[Saved entries]
Start of Block
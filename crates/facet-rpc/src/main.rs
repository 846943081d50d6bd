//! FACET RPC - tool server and command-line client.
//!
//! `facet-rpc serve` runs the built-in tools behind the FACET transport and
//! prints `RPC_PORT=<port>` on stdout once listening. `facet-rpc call` sends
//! one request to a running server and prints the result as JSON.

use anyhow::{bail, Context, Result};
use clap::{Args, Parser, Subcommand};
use facet_core::{ClientConfig, FacetError, RpcClient, RpcServer, ServerConfig, ToolRegistry};
use serde_json::Value;
use std::sync::Arc;
use std::time::Duration;
use tracing::info;
use tracing_subscriber::{EnvFilter, FmtSubscriber};

#[derive(Parser, Debug)]
#[command(name = "facet-rpc")]
#[command(about = "FACET tool server and client")]
struct Cli {
    #[command(subcommand)]
    command: Command,

    /// Enable debug logging
    #[arg(short, long, global = true)]
    debug: bool,

    /// Emit logs as JSON lines
    #[arg(long, global = true)]
    log_json: bool,
}

#[derive(Subcommand, Debug)]
enum Command {
    /// Serve the built-in tools
    Serve(ServeArgs),
    /// Call one operation on a running server
    Call(CallArgs),
}

#[derive(Args, Debug)]
struct ServeArgs {
    /// Host to bind to (default: FACET_HOST or 127.0.0.1)
    #[arg(long)]
    host: Option<String>,

    /// Port to listen on, 0 = auto-assign (default: FACET_PORT or 3000)
    #[arg(short, long)]
    port: Option<u16>,

    /// Maximum concurrent connections
    #[arg(long)]
    max_connections: Option<usize>,

    /// Per-request handler timeout in milliseconds
    #[arg(long)]
    handler_timeout_ms: Option<u64>,
}

#[derive(Args, Debug)]
struct CallArgs {
    /// Server address as host:port
    #[arg(short, long, default_value = "127.0.0.1:3000")]
    addr: String,

    /// Operation name, e.g. `echo` or `tools/list`
    operation: String,

    /// Arguments as a JSON value
    #[arg(default_value = "{}")]
    arguments: String,

    /// Call timeout in milliseconds
    #[arg(long)]
    timeout_ms: Option<u64>,
}

#[tokio::main]
async fn main() -> Result<()> {
    let cli = Cli::parse();
    init_logging(cli.debug, cli.log_json);

    match cli.command {
        Command::Serve(args) => serve(args).await,
        Command::Call(args) => call(args).await,
    }
}

/// Logs go to stderr; stdout carries `RPC_PORT=` and call results.
fn init_logging(debug: bool, json: bool) {
    let default_level = if debug { "debug" } else { "info" };
    let filter =
        EnvFilter::try_from_default_env().unwrap_or_else(|_| EnvFilter::new(default_level));

    let builder = FmtSubscriber::builder()
        .with_env_filter(filter)
        .with_writer(std::io::stderr)
        .with_target(false)
        .with_thread_ids(false);

    if json {
        builder.json().init();
    } else {
        builder.compact().init();
    }
}

async fn serve(args: ServeArgs) -> Result<()> {
    let mut config = ServerConfig::from_env().context("invalid server configuration")?;
    if let Some(host) = args.host {
        config = config.with_host(host);
    }
    if let Some(port) = args.port {
        config = config.with_port(port);
    }
    if let Some(max) = args.max_connections {
        config = config.with_max_connections(max);
    }
    if let Some(ms) = args.handler_timeout_ms {
        config = config.with_handler_timeout(Duration::from_millis(ms));
    }

    info!("Starting FACET tool server");

    let registry = Arc::new(ToolRegistry::builtin());
    info!("Registered tools: {}", registry.names().join(", "));

    let mut handle = RpcServer::start(config, registry).await?;

    // Read by launchers and integration tests; keep the format stable.
    println!("RPC_PORT={}", handle.port());

    info!("Tool server running on {}", handle.addr());

    tokio::signal::ctrl_c().await?;
    info!("Shutdown signal received, exiting");
    handle.shutdown();

    Ok(())
}

async fn call(args: CallArgs) -> Result<()> {
    let arguments: Value = serde_json::from_str(&args.arguments)
        .with_context(|| format!("arguments are not valid JSON: {}", args.arguments))?;

    let config = ClientConfig::from_env()
        .context("invalid client configuration")?
        .with_reconnect(facet_core::ReconnectPolicy::disabled());
    let client = RpcClient::connect_to(args.addr.clone(), config).await?;

    let timeout = args.timeout_ms.map(Duration::from_millis);
    let outcome = client
        .call_with_timeout(&args.operation, arguments, timeout)
        .await;
    client.disconnect().await;

    match outcome {
        Ok(value) => {
            println!("{}", serde_json::to_string_pretty(&value)?);
            Ok(())
        }
        Err(FacetError::Fault { code, message }) => {
            bail!("{} failed ({}): {}", args.operation, code, message)
        }
        Err(e) => Err(e.into()),
    }
}
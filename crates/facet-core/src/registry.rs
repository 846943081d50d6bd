//! Tool registry: maps operation names to async handlers.
//!
//! The dispatcher only relies on [`ToolRegistry::lookup`] and
//! [`ToolHandler::call`]. Registration happens before the server starts; the
//! registry is then shared read-only behind an `Arc`.

use crate::protocol::FaultCode;
use serde::Serialize;
use serde_json::{json, Value};
use std::collections::HashMap;
use std::future::Future;
use std::sync::Arc;
use thiserror::Error;

/// Failure reported by a tool handler.
#[derive(Debug, Clone, PartialEq, Eq, Error)]
pub enum ToolError {
    #[error("Invalid arguments: {message}")]
    InvalidArguments { message: String },

    #[error("{message}")]
    Failed { message: String },
}

impl ToolError {
    pub fn invalid(message: impl Into<String>) -> Self {
        ToolError::InvalidArguments {
            message: message.into(),
        }
    }

    pub fn failed(message: impl Into<String>) -> Self {
        ToolError::Failed {
            message: message.into(),
        }
    }

    pub fn fault_code(&self) -> FaultCode {
        match self {
            ToolError::InvalidArguments { .. } => FaultCode::InvalidArguments,
            ToolError::Failed { .. } => FaultCode::HandlerError,
        }
    }

    /// Value carried by the `ok=false` result reporting this failure.
    pub fn to_value(&self) -> Value {
        json!({
            "message": self.to_string(),
            "errorType": self.fault_code().as_str(),
        })
    }
}

/// An invocable tool.
#[async_trait::async_trait]
pub trait ToolHandler: Send + Sync + 'static {
    async fn call(&self, arguments: Value) -> Result<Value, ToolError>;
}

/// Adapter turning an async closure into a [`ToolHandler`].
struct FnTool<F>(F);

#[async_trait::async_trait]
impl<F, Fut> ToolHandler for FnTool<F>
where
    F: Fn(Value) -> Fut + Send + Sync + 'static,
    Fut: Future<Output = Result<Value, ToolError>> + Send + 'static,
{
    async fn call(&self, arguments: Value) -> Result<Value, ToolError> {
        (self.0)(arguments).await
    }
}

/// Public description of a registered tool, as returned by `tools/list`.
#[derive(Debug, Clone, PartialEq, Serialize)]
pub struct ToolDescriptor {
    pub name: String,
    pub description: String,
    /// JSON Schema of the expected arguments.
    pub parameters: Value,
}

struct RegisteredTool {
    descriptor: ToolDescriptor,
    handler: Arc<dyn ToolHandler>,
}

/// Name → handler table consulted by the dispatcher.
#[derive(Default)]
pub struct ToolRegistry {
    tools: HashMap<String, RegisteredTool>,
}

impl ToolRegistry {
    pub fn new() -> Self {
        Self::default()
    }

    /// Register a handler. A tool registered under an existing name replaces it.
    pub fn register(
        &mut self,
        name: impl Into<String>,
        description: impl Into<String>,
        parameters: Value,
        handler: impl ToolHandler,
    ) -> &mut Self {
        let name = name.into();
        let descriptor = ToolDescriptor {
            name: name.clone(),
            description: description.into(),
            parameters,
        };
        self.tools.insert(
            name,
            RegisteredTool {
                descriptor,
                handler: Arc::new(handler),
            },
        );
        self
    }

    /// Register an async closure as a handler.
    pub fn register_fn<F, Fut>(
        &mut self,
        name: impl Into<String>,
        description: impl Into<String>,
        parameters: Value,
        f: F,
    ) -> &mut Self
    where
        F: Fn(Value) -> Fut + Send + Sync + 'static,
        Fut: Future<Output = Result<Value, ToolError>> + Send + 'static,
    {
        self.register(name, description, parameters, FnTool(f))
    }

    /// Register a synchronous, pure function as a handler.
    pub fn register_sync<F>(
        &mut self,
        name: impl Into<String>,
        description: impl Into<String>,
        parameters: Value,
        f: F,
    ) -> &mut Self
    where
        F: Fn(Value) -> Result<Value, ToolError> + Send + Sync + 'static,
    {
        self.register_fn(name, description, parameters, move |args| {
            std::future::ready(f(args))
        })
    }

    /// Find the handler for an operation.
    pub fn lookup(&self, name: &str) -> Option<Arc<dyn ToolHandler>> {
        self.tools.get(name).map(|tool| tool.handler.clone())
    }

    pub fn len(&self) -> usize {
        self.tools.len()
    }

    pub fn is_empty(&self) -> bool {
        self.tools.is_empty()
    }

    /// Descriptors of every registered tool, sorted by name.
    pub fn descriptors(&self) -> Vec<ToolDescriptor> {
        let mut descriptors: Vec<_> = self
            .tools
            .values()
            .map(|tool| tool.descriptor.clone())
            .collect();
        descriptors.sort_by(|a, b| a.name.cmp(&b.name));
        descriptors
    }

    /// Sorted tool names.
    pub fn names(&self) -> Vec<String> {
        self.descriptors().into_iter().map(|d| d.name).collect()
    }
}

impl std::fmt::Debug for ToolRegistry {
    fn fmt(&self, f: &mut std::fmt::Formatter<'_>) -> std::fmt::Result {
        f.debug_struct("ToolRegistry")
            .field("tools", &self.names())
            .finish()
    }
}

#[cfg(test)]
mod tests {
    use super::*;

    struct Doubler;

    #[async_trait::async_trait]
    impl ToolHandler for Doubler {
        async fn call(&self, arguments: Value) -> Result<Value, ToolError> {
            let n = arguments["n"]
                .as_i64()
                .ok_or_else(|| ToolError::invalid("n must be an integer"))?;
            Ok(json!(n * 2))
        }
    }

    #[tokio::test]
    async fn test_lookup_and_call() {
        let mut registry = ToolRegistry::new();
        registry.register("double", "Doubles n", json!({"type": "object"}), Doubler);

        let handler = registry.lookup("double").unwrap();
        assert_eq!(handler.call(json!({"n": 21})).await.unwrap(), json!(42));
        assert!(registry.lookup("triple").is_none());
    }

    #[tokio::test]
    async fn test_handler_error_maps_to_invalid_arguments() {
        let mut registry = ToolRegistry::new();
        registry.register("double", "Doubles n", json!({}), Doubler);

        let err = registry
            .lookup("double")
            .unwrap()
            .call(json!({"n": "x"}))
            .await
            .unwrap_err();
        assert_eq!(err.fault_code(), FaultCode::InvalidArguments);
        assert_eq!(err.to_value()["errorType"], "invalid-arguments");
    }

    #[tokio::test]
    async fn test_register_sync_and_fn() {
        let mut registry = ToolRegistry::new();
        registry
            .register_sync("len", "Length of a string", json!({}), |args| {
                Ok(json!(args.as_str().map(str::len).unwrap_or(0)))
            })
            .register_fn("fail", "Always fails", json!({}), |_args| async {
                Err(ToolError::failed("nope"))
            });

        assert_eq!(registry.len(), 2);
        assert_eq!(
            registry.lookup("len").unwrap().call(json!("four")).await.unwrap(),
            json!(4)
        );
        let err = registry.lookup("fail").unwrap().call(Value::Null).await.unwrap_err();
        assert_eq!(err, ToolError::failed("nope"));
    }

    #[test]
    fn test_descriptors_sorted() {
        let mut registry = ToolRegistry::new();
        registry
            .register("zeta", "z", json!({}), Doubler)
            .register("alpha", "a", json!({}), Doubler);

        assert_eq!(registry.names(), vec!["alpha", "zeta"]);
        assert_eq!(registry.descriptors()[0].description, "a");
    }
}
//! Length-prefixed framing.
//!
//! Each envelope travels as one frame: a 4-byte big-endian length prefix
//! followed by the UTF-8 JSON payload.
//!
//! ```text
//! [u32 BE: len][UTF-8 JSON bytes of len]
//! ```

use crate::{FacetError, Result};
use tokio::io::{AsyncReadExt, AsyncWriteExt};

/// Read a length-prefixed frame from an async reader.
///
/// Returns `None` on clean EOF (peer closed connection). A length header
/// above `max_size` is an error: the stream cannot be resynchronised after it.
pub async fn read_frame<R: AsyncReadExt + Unpin>(
    reader: &mut R,
    max_size: usize,
) -> Result<Option<Vec<u8>>> {
    let mut len_buf = [0u8; 4];
    match reader.read_exact(&mut len_buf).await {
        Ok(_) => {}
        Err(e) if e.kind() == std::io::ErrorKind::UnexpectedEof => return Ok(None),
        Err(e) => return Err(e.into()),
    }

    let len = u32::from_be_bytes(len_buf) as usize;

    if len > max_size {
        return Err(FacetError::FrameTooLarge {
            size: len,
            max: max_size,
        });
    }

    let mut payload = vec![0u8; len];
    reader.read_exact(&mut payload).await?;

    Ok(Some(payload))
}

/// Write a length-prefixed frame to an async writer.
pub async fn write_frame<W: AsyncWriteExt + Unpin>(writer: &mut W, payload: &[u8]) -> Result<()> {
    let len = u32::try_from(payload.len()).map_err(|_| FacetError::FrameTooLarge {
        size: payload.len(),
        max: u32::MAX as usize,
    })?;
    writer.write_all(&len.to_be_bytes()).await?;
    writer.write_all(payload).await?;
    writer.flush().await?;
    Ok(())
}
End of Block
◆ **Task instructions**:
Find all lines in the records that hold the word "HashMap". Copy them.

◆ **Solution to this problem**:
use std::collections::HashMap;
    tools: HashMap<String, RegisteredTool>,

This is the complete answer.